Und „Weißer Schnee“:

„Die Wände sind grau und das Zimmer ist kahl
Der Boden ist feucht und das Licht eine Qual
Ein Mädchen braucht keine Liebe mehr
Ohne Schnee ist ihr Leben leer
Das ist Leben für sie
Doch sie glaubt an ein Spiel
Weißer Schnee schwarze Nacht“

Das war viel klarer und drastischer als Juliane Werdings Schlagerliedchen „Am Tag, als Conny Kramer starb“.
Und das Cover aus schwerem Denim erinnerte stark an die Stones, nur ohne Reißverschluss und offenen Schlitz 😉

Barry Mc Guire "Eve of Destruction"

Ein Song zum Jahrestag des Ende des Zweiten Weltkriegs. Und ein „One hit wonder“: Barry Mc Guire „Eve of Destruction“. Der Song ist heute so aktuell wie in seinem Entstehungsjahr 1965. In diesem Song schreit Barry Mc Guire die Wut und Ohnmacht förmlich ins Mikrofon, die Wut über den Vietnam-Krieg und die Ohnmacht der Jugend, die noch nicht wählen darf und scheinbar nichts gegen den Wahnsinn in der Welt ausrichten kann.

„The Eastern world, it is exploding
Violence flaring, bullets loading
You’re old enough to kill but not for voting
You don’t believe in war, but what’s that gun you’re toting?
And even the Jordan river has bodies floating“

Krieg und Terror überall auf der Welt, nicht nur in Vietnam, sondern auch im Nahen Osten, Terror in der damaligen Sowjetunion. Was hat sich denn geändert? Na gut, das Wahlalter wurde von 21 auf 18 gesenkt und Putins Russland hat die Sowjetunion beerbt. Aber sonst?

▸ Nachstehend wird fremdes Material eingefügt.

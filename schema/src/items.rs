// Held item ids referenced by the form rule tables.

pub const NONE: u16 = 0;
pub const GRISEOUS_ORB: u16 = 112;
pub const DOUSE_DRIVE: u16 = 116;
pub const SHOCK_DRIVE: u16 = 117;
pub const BURN_DRIVE: u16 = 118;
pub const CHILL_DRIVE: u16 = 119;
pub const RUSTED_SWORD: u16 = 1103;
pub const RUSTED_SHIELD: u16 = 1104;

/// Plates ordered by the Arceus form they produce (form 1 first).
pub const ARCEUS_PLATES: [u16; 17] = [
    303, 306, 304, 305, 309, 308, 310, 313, 298, 299, 301, 300, 307, 302, 311, 312, 644,
];

/// Memory for Silvally form 1; the rest follow consecutively.
pub const FIRST_MEMORY: u16 = 904;
pub const MEMORY_COUNT: u8 = 17;

pub fn arceus_plate(form: u8) -> u16 {
    match form {
        1..=17 => ARCEUS_PLATES[usize::from(form) - 1],
        _ => NONE,
    }
}

pub fn silvally_memory(form: u8) -> u16 {
    match form {
        1..=MEMORY_COUNT => FIRST_MEMORY + u16::from(form) - 1,
        _ => NONE,
    }
}

pub fn genesect_drive(form: u8) -> u16 {
    match form {
        1 => DOUSE_DRIVE,
        2 => SHOCK_DRIVE,
        3 => BURN_DRIVE,
        4 => CHILL_DRIVE,
        _ => NONE,
    }
}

„And think of all the hate there is in Red China
Then take a look around to Selma, Alabama
Ah, you may leave here for four days in space
But when you return, it’s the same old place
The pounding of the drums, the pride and disgrace
You can bury your dead, but don’t leave a trace
Hate your next door neighbor but don’t forget to say grace“

In Selma in Alabama kam es Anfang der 60iger Jahre nach mehreren rassistischen Vorfällen zu Unruhen und 1965 zu den legendären Selma-MontgoMontgomery-Protestmärschen der Bürgerrechtsbewegung. Barry Mc Guire thematisierte diese Vorfälle ebenso, wie die großen Kriege und die Unterdrückung der Freiheit in der Sowjetunion und in China und schuf damit einen der größten Protest-Songs aller Zeiten. Er ist es wert auch heute noch gehört zu werden. Ein One-hit-wonder unter den All-time-greatest-hits.